Saved data entries –
*** Begin section ***

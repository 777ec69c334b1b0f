//! Logging setup
//!
//! Logs go to stderr so the report on stdout stays clean. `RUST_LOG`, when
//! set, replaces the level chosen with `-v`:
//!
//! - `RUST_LOG=philosophers=debug` - every philosopher's think/eat cycle
//! - `RUST_LOG=philosophers::coordinator=trace` - every grant and release

use crate::Result;
use tracing_subscriber::EnvFilter;

/// Level for a `-v` count: warn, info, debug, then trace
pub fn level_for_verbosity(verbosity: u8) -> tracing::Level {
    match verbosity {
        0 => tracing::Level::WARN,
        1 => tracing::Level::INFO,
        2 => tracing::Level::DEBUG,
        _ => tracing::Level::TRACE,
    }
}

/// Install the global subscriber
///
/// Fails if one is already installed.
pub fn setup_tracing(verbosity: u8) -> Result<()> {
    let filter = EnvFilter::try_from_default_env().unwrap_or_else(|_| {
        let level = level_for_verbosity(verbosity).to_string().to_lowercase();
        EnvFilter::new(level)
    });

    tracing_subscriber::fmt()
        .with_writer(std::io::stderr)
        .with_env_filter(filter)
        .with_thread_names(true)
        .compact()
        .try_init()
        .map_err(|e| anyhow::anyhow!("Failed to initialize logging: {}", e))?;

    Ok(())
}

*** End section ***

Problem –
Please give the number of lines above containing "EnvFilter" and nothing else.

Task response –
3